Tuesday, January 31, 2006

when will things stop getting scary?

US to extend military executions rules to Guantanamo Bay by North America correspondent Michael Rowland

The US military is clearing the way for executions of condemned terror suspects to take place at the Guantanamo Bay detention facility. The army has just changed the rules governing the location of military executions. The new regulations are primarily aimed at service personnel sentenced to death at a military court martial.

Previously executions could only take place at a military jail in Kansas but now death sentences can be carried out anywhere, including the Guantanamo Bay naval base in Cuba.

The army has confirmed the new rules will also apply to any Guantanamo detainee sentenced to death at a specially convened military tribunal. The move worries anti-death penalty campaigner David Elliot. "The death penalty should not work in a sequestered manner where the public can not see what's happening," he said.

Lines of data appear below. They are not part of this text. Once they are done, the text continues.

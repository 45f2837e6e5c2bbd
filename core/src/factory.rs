use std::sync::Arc;

use reqwest::Client;
use secrecy::ExposeSecret;

use crate::config::TimeoutConfig;
use crate::errors::{AiError, AiResult};
use crate::providers::{AdapterRegistry, AdapterSpec, OllamaAdapter, ProviderAdapter, ProviderKind};
use crate::registry::{ConfigRegistry, ResolvedConfig};

/// Shared HTTP client for every adapter; deadlines are applied per request.
pub fn build_http_client(user_agent: &str) -> AiResult<Client> {
    Client::builder()
        .user_agent(user_agent)
        .build()
        .map_err(|err| AiError::InvalidConfig(format!("failed to construct HTTP client: {err}")))
}

/// Hands out a ready adapter for an owner's default configuration.
#[derive(Clone)]
pub struct ClientFactory {
    registry: ConfigRegistry,
    adapters: AdapterRegistry,
    client: Client,
    timeouts: TimeoutConfig,
}

impl ClientFactory {
    pub fn new(
        registry: ConfigRegistry,
        adapters: AdapterRegistry,
        client: Client,
        timeouts: TimeoutConfig,
    ) -> Self {
        Self {
            registry,
            adapters,
            client,
            timeouts,
        }
    }

    pub fn registry(&self) -> &ConfigRegistry {
        &self.registry
    }

    /// Blocking: reads SQLite and decrypts the credential.
    pub fn client_for_owner(&self, owner: &str) -> AiResult<Arc<dyn ProviderAdapter>> {
        let resolved = self
            .registry
            .get_default_active_config(owner)?
            .ok_or(AiError::NoConfiguration)?;
        let adapter = self.client_for(resolved)?;
        log::debug!(
            target: "ai.factory",
            "resolved {} adapter with model {} for {owner}",
            adapter.kind(),
            adapter.model()
        );
        Ok(adapter)
    }

    pub fn client_for(&self, resolved: ResolvedConfig) -> AiResult<Arc<dyn ProviderAdapter>> {
        let kind = resolved.kind()?;
        let credential = Some(resolved.credential).filter(|c| !c.expose_secret().trim().is_empty());
        let spec = self
            .spec_for(kind)
            .credential(credential)
            .model(resolved.model_name)
            .endpoint(resolved.endpoint_override);
        self.adapters.build(&self.client, spec)
    }

    /// Adapter for model management on a local runtime, independent of any
    /// saved configuration.
    pub fn local_host(&self, endpoint: Option<&str>) -> AiResult<OllamaAdapter> {
        let spec = self
            .spec_for(ProviderKind::Ollama)
            .endpoint(endpoint.map(str::to_string));
        OllamaAdapter::from_spec(&self.client, spec)
    }

    fn spec_for(&self, kind: ProviderKind) -> AdapterSpec {
        let timeout = match kind {
            ProviderKind::Ollama | ProviderKind::Custom => self.timeouts.local(),
            _ => self.timeouts.hosted(),
        };
        let mut spec = AdapterSpec::new(kind, timeout);
        spec.pull_timeout = self.timeouts.pull();
        spec.list_timeout = self.timeouts.list_models();
        spec
    }
}
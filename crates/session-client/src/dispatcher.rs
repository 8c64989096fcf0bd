//! Authenticated request dispatch
//!
//! Every call goes out with the current access token as a bearer credential.
//! A 401 on the first attempt sends the call through the refresh coordinator
//! and re-issues it once with the token it returns; a 401 on the retry is
//! final. Network failures and every other status come back untouched.

use std::sync::Arc;

use reqwest::{Method, StatusCode};
use serde::de::DeserializeOwned;
use session_auth::{CredentialStore, Envelope, endpoint_url};
use tracing::{Instrument, debug, info_span, warn};

use crate::coordinator::RefreshCoordinator;
use crate::error::{Error, Result};

/// A re-issuable API call, relative to the configured base URL.
#[derive(Debug, Clone)]
pub struct ApiRequest {
    pub method: Method,
    pub path: String,
    pub query: Vec<(String, String)>,
    pub body: Option<serde_json::Value>,
}

impl ApiRequest {
    pub fn new(method: Method, path: impl Into<String>) -> Self {
        Self {
            method,
            path: path.into(),
            query: Vec::new(),
            body: None,
        }
    }

    pub fn get(path: impl Into<String>) -> Self {
        Self::new(Method::GET, path)
    }

    pub fn post(path: impl Into<String>, body: serde_json::Value) -> Self {
        Self::new(Method::POST, path).with_body(body)
    }

    pub fn put(path: impl Into<String>, body: serde_json::Value) -> Self {
        Self::new(Method::PUT, path).with_body(body)
    }

    pub fn patch(path: impl Into<String>, body: serde_json::Value) -> Self {
        Self::new(Method::PATCH, path).with_body(body)
    }

    pub fn delete(path: impl Into<String>) -> Self {
        Self::new(Method::DELETE, path)
    }

    pub fn with_body(mut self, body: serde_json::Value) -> Self {
        self.body = Some(body);
        self
    }

    pub fn with_query(mut self, key: impl Into<String>, value: impl Into<String>) -> Self {
        self.query.push((key.into(), value.into()));
        self
    }
}

/// Per-call bookkeeping: the id used in logs and whether the call has
/// already been retried after a refresh.
#[derive(Debug, Clone)]
pub struct CallContext {
    pub request_id: String,
    pub retried: bool,
}

impl CallContext {
    pub fn new() -> Self {
        Self {
            request_id: format!("req_{}", uuid::Uuid::new_v4().as_simple()),
            retried: false,
        }
    }
}

impl Default for CallContext {
    fn default() -> Self {
        Self::new()
    }
}

/// Wraps outbound calls with token attachment and the retry-once contract.
pub struct Dispatcher {
    client: reqwest::Client,
    base_url: String,
    credentials: Arc<CredentialStore>,
    coordinator: Arc<RefreshCoordinator>,
}

impl Dispatcher {
    pub fn new(
        client: reqwest::Client,
        base_url: String,
        credentials: Arc<CredentialStore>,
        coordinator: Arc<RefreshCoordinator>,
    ) -> Self {
        Self {
            client,
            base_url,
            credentials,
            coordinator,
        }
    }

    /// Send a request, refreshing the access token at most once on 401.
    ///
    /// Returns the response for every status except a final 401, which
    /// becomes `Error::Unauthorized`.
    pub async fn send(&self, request: &ApiRequest) -> Result<reqwest::Response> {
        let mut ctx = CallContext::new();
        let span = info_span!(
            "dispatch",
            request_id = %ctx.request_id,
            method = %request.method,
            path = %request.path,
        );
        self.dispatch(request, &mut ctx).instrument(span).await
    }

    /// Send a request and decode the envelope's `data` as `T`.
    ///
    /// Non-success statuses become `Error::Api` carrying the envelope's `err`.
    pub async fn fetch_json<T: DeserializeOwned>(&self, request: &ApiRequest) -> Result<T> {
        let response = self.send(request).await?;
        let status = response.status();
        if !status.is_success() {
            let detail = session_auth::token::error_detail(response).await;
            return Err(Error::Api {
                status: status.as_u16(),
                detail,
            });
        }

        let envelope = response
            .json::<Envelope<T>>()
            .await
            .map_err(|e| Error::Decode(format!("{}: {e}", request.path)))?;
        envelope
            .data
            .ok_or_else(|| Error::Decode(format!("{}: response has no data", request.path)))
    }

    /// Run one call under its context.
    pub async fn dispatch(
        &self,
        request: &ApiRequest,
        ctx: &mut CallContext,
    ) -> Result<reqwest::Response> {
        let token = self.credentials.access_token().await;
        let mut response = self.issue(request, token.as_deref()).await?;

        loop {
            if response.status() != StatusCode::UNAUTHORIZED {
                return Ok(response);
            }

            if ctx.retried {
                warn!("still unauthorized after refresh, giving up");
                return Err(unauthorized(response).await);
            }

            ctx.retried = true;
            debug!("unauthorized, obtaining fresh token");
            let fresh = self.coordinator.obtain_fresh_token(&ctx.request_id).await?;

            crate::metrics::record_retry();
            response = self.issue(request, Some(&fresh)).await?;
        }
    }

    async fn issue(&self, request: &ApiRequest, token: Option<&str>) -> Result<reqwest::Response> {
        let mut builder = self
            .client
            .request(request.method.clone(), endpoint_url(&self.base_url, &request.path));
        if !request.query.is_empty() {
            builder = builder.query(&request.query);
        }
        if let Some(body) = &request.body {
            builder = builder.json(body);
        }
        if let Some(token) = token {
            builder = builder.bearer_auth(token);
        }

        builder
            .send()
            .await
            .map_err(|e| Error::Network(format!("{} {}: {e}", request.method, request.path)))
    }
}

async fn unauthorized(response: reqwest::Response) -> Error {
    let status = response.status().as_u16();
    let detail = session_auth::token::error_detail(response).await;
    Error::Unauthorized { status, detail }
}
//! Redacting wrapper for credentials held in memory

use std::fmt;
use zeroize::Zeroize;

/// Sensitive value (access token, refresh token, password).
///
/// Debug and Display print `[REDACTED]`; the inner value is zeroed on drop.
pub struct Secret<T: Zeroize>(T);

impl<T: Zeroize> Secret<T> {
    pub fn new(value: T) -> Self {
        Self(value)
    }

    /// Expose the inner value (use sparingly)
    pub fn expose(&self) -> &T {
        &self.0
    }
}

impl Secret<String> {
    /// Borrow the secret as `&str`.
    pub fn expose_str(&self) -> &str {
        self.0.as_str()
    }
}

impl From<String> for Secret<String> {
    fn from(value: String) -> Self {
        Self::new(value)
    }
}

impl<T: Zeroize> fmt::Debug for Secret<T> {
    fn fmt(&self, f: &mut fmt::Formatter<'_>) -> fmt::Result {
        write!(f, "[REDACTED]")
    }
}

impl<T: Zeroize> fmt::Display for Secret<T> {
    fn fmt(&self, f: &mut fmt::Formatter<'_>) -> fmt::Result {
        write!(f, "[REDACTED]")
    }
}

impl<T: Zeroize> Drop for Secret<T> {
    fn drop(&mut self) {
        self.0.zeroize();
    }
}

impl<T: Zeroize + Clone> Clone for Secret<T> {
    fn clone(&self) -> Self {
        Self(self.0.clone())
    }
}

#[cfg(test)]
mod tests {
    use super::*;

    #[test]
    fn debug_and_display_are_redacted() {
        let token = Secret::new(String::from("eyJhbGciOi.access"));
        assert_eq!(format!("{token:?}"), "[REDACTED]");
        assert_eq!(format!("{token}"), "[REDACTED]");
    }

    #[test]
    fn redacted_inside_derived_debug() {
        #[derive(Debug)]
        #[allow(dead_code)]
        struct Holder {
            access: Option<Secret<String>>,
        }
        let holder = Holder {
            access: Some(Secret::from("at_live".to_string())),
        };
        let debug = format!("{holder:?}");
        assert!(!debug.contains("at_live"), "token leaked: {debug}");
    }

    #[test]
    fn expose_returns_inner_value() {
        let token: Secret<String> = "rt_123".to_string().into();
        assert_eq!(token.expose(), "rt_123");
        assert_eq!(token.expose_str(), "rt_123");
        assert_eq!(token.clone().expose_str(), "rt_123");
    }
}
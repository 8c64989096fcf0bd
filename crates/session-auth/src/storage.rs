//! Durable key/value storage for the token pair
//!
//! `TokenStorage` is a plain get/set/remove interface over string values.
//! `FileStorage` keeps a JSON object in a single file; all writes use atomic
//! temp-file + rename so a crash mid-write never leaves a truncated file, and
//! a tokio Mutex serializes writers. `MemoryStorage` is the ephemeral variant.

use std::collections::HashMap;
use std::future::Future;
use std::path::{Path, PathBuf};
use std::pin::Pin;

use tokio::sync::Mutex;
use tracing::{debug, info};

use crate::error::{Error, Result};

/// Boxed future returned by storage operations (keeps the trait dyn-compatible).
pub type StorageFuture<'a, T> = Pin<Box<dyn Future<Output = Result<T>> + Send + 'a>>;

/// Persistence adapter for the token pair.
///
/// Uses `Pin<Box<dyn Future>>` return types so it can be shared as
/// `Arc<dyn TokenStorage>`.
pub trait TokenStorage: Send + Sync {
    /// Read a value. Absence is `Ok(None)`, never an error.
    fn get<'a>(&'a self, key: &'a str) -> StorageFuture<'a, Option<String>>;

    /// Write a value, replacing any previous one.
    fn set<'a>(&'a self, key: &'a str, value: &'a str) -> StorageFuture<'a, ()>;

    /// Delete a value. Removing a missing key succeeds.
    fn remove<'a>(&'a self, key: &'a str) -> StorageFuture<'a, ()>;
}

/// JSON file storage.
///
/// The file is read once at `open`; afterwards reads are served from the
/// in-memory copy and every mutation rewrites the whole file.
pub struct FileStorage {
    path: PathBuf,
    state: Mutex<HashMap<String, String>>,
}

impl FileStorage {
    /// Open the token file at `path`.
    ///
    /// A missing file is the normal logged-out state and yields an empty
    /// store; the file is created on the first write.
    pub async fn open(path: PathBuf) -> Result<Self> {
        let state = if path.exists() {
            let contents = tokio::fs::read_to_string(&path)
                .await
                .map_err(|e| Error::Io(format!("reading token file: {e}")))?;
            let values: HashMap<String, String> = serde_json::from_str(&contents)
                .map_err(|e| Error::CredentialParse(format!("parsing token file: {e}")))?;
            info!(path = %path.display(), keys = values.len(), "loaded token file");
            values
        } else {
            info!(path = %path.display(), "token file not found, starting logged out");
            HashMap::new()
        };

        Ok(Self {
            path,
            state: Mutex::new(state),
        })
    }

    pub fn path(&self) -> &Path {
        &self.path
    }
}

impl TokenStorage for FileStorage {
    fn get<'a>(&'a self, key: &'a str) -> StorageFuture<'a, Option<String>> {
        Box::pin(async move {
            let state = self.state.lock().await;
            Ok(state.get(key).cloned())
        })
    }

    fn set<'a>(&'a self, key: &'a str, value: &'a str) -> StorageFuture<'a, ()> {
        Box::pin(async move {
            let mut state = self.state.lock().await;
            state.insert(key.to_string(), value.to_string());
            debug!(key, "stored value");
            write_atomic(&self.path, &state).await
        })
    }

    fn remove<'a>(&'a self, key: &'a str) -> StorageFuture<'a, ()> {
        Box::pin(async move {
            let mut state = self.state.lock().await;
            if state.remove(key).is_some() {
                debug!(key, "removed value");
                write_atomic(&self.path, &state).await?;
            }
            Ok(())
        })
    }
}

/// In-process storage; contents are lost when the process exits.
#[derive(Default)]
pub struct MemoryStorage {
    state: Mutex<HashMap<String, String>>,
}

impl MemoryStorage {
    pub fn new() -> Self {
        Self::default()
    }
}

impl TokenStorage for MemoryStorage {
    fn get<'a>(&'a self, key: &'a str) -> StorageFuture<'a, Option<String>> {
        Box::pin(async move { Ok(self.state.lock().await.get(key).cloned()) })
    }

    fn set<'a>(&'a self, key: &'a str, value: &'a str) -> StorageFuture<'a, ()> {
        Box::pin(async move {
            self.state
                .lock()
                .await
                .insert(key.to_string(), value.to_string());
            Ok(())
        })
    }

    fn remove<'a>(&'a self, key: &'a str) -> StorageFuture<'a, ()> {
        Box::pin(async move {
            self.state.lock().await.remove(key);
            Ok(())
        })
    }
}

/// Write the token map to `path` atomically.
///
/// Writes a temporary file in the same directory, then renames it over the
/// target. Permissions are 0600 on unix since the file holds bearer tokens.
async fn write_atomic(path: &Path, data: &HashMap<String, String>) -> Result<()> {
    let json = serde_json::to_string_pretty(data)
        .map_err(|e| Error::CredentialParse(format!("serializing token file: {e}")))?;

    let dir = path
        .parent()
        .filter(|p| !p.as_os_str().is_empty())
        .unwrap_or_else(|| Path::new("."));

    tokio::fs::create_dir_all(dir)
        .await
        .map_err(|e| Error::Io(format!("creating token directory: {e}")))?;

    let tmp_path = dir.join(format!(".tokens.tmp.{}", std::process::id()));

    tokio::fs::write(&tmp_path, json.as_bytes())
        .await
        .map_err(|e| Error::Io(format!("writing temp token file: {e}")))?;

    #[cfg(unix)]
    {
        use std::os::unix::fs::PermissionsExt;
        let perms = std::fs::Permissions::from_mode(0o600);
        tokio::fs::set_permissions(&tmp_path, perms)
            .await
            .map_err(|e| Error::Io(format!("setting token file permissions: {e}")))?;
    }

    tokio::fs::rename(&tmp_path, path)
        .await
        .map_err(|e| Error::Io(format!("renaming temp token file: {e}")))?;

    debug!(path = %path.display(), "persisted token file");
    Ok(())
}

None of the 10 terror suspects charged with war crimes, including South Australian David Hicks, are facing the death penalty, although it could be sought in future cases.
From ABC News Online

2 comments:

Abdul-Halim V. said...

In a collective sense, that's probably already happened. There was a large umbrella group of different Muslim organizations which did endorse Bush the first time around. And I'm pretty sure that since the election was so close, the size of the Muslim vote would have been enough to change the results.

sondjata said...

I'm having an ongoing argument with another blogger on the legalities of the Bush administration wiretaps. Given the logic on that side of the divide this does not surprise me one bit.

Things aren't getting scary, they are down right petrifying.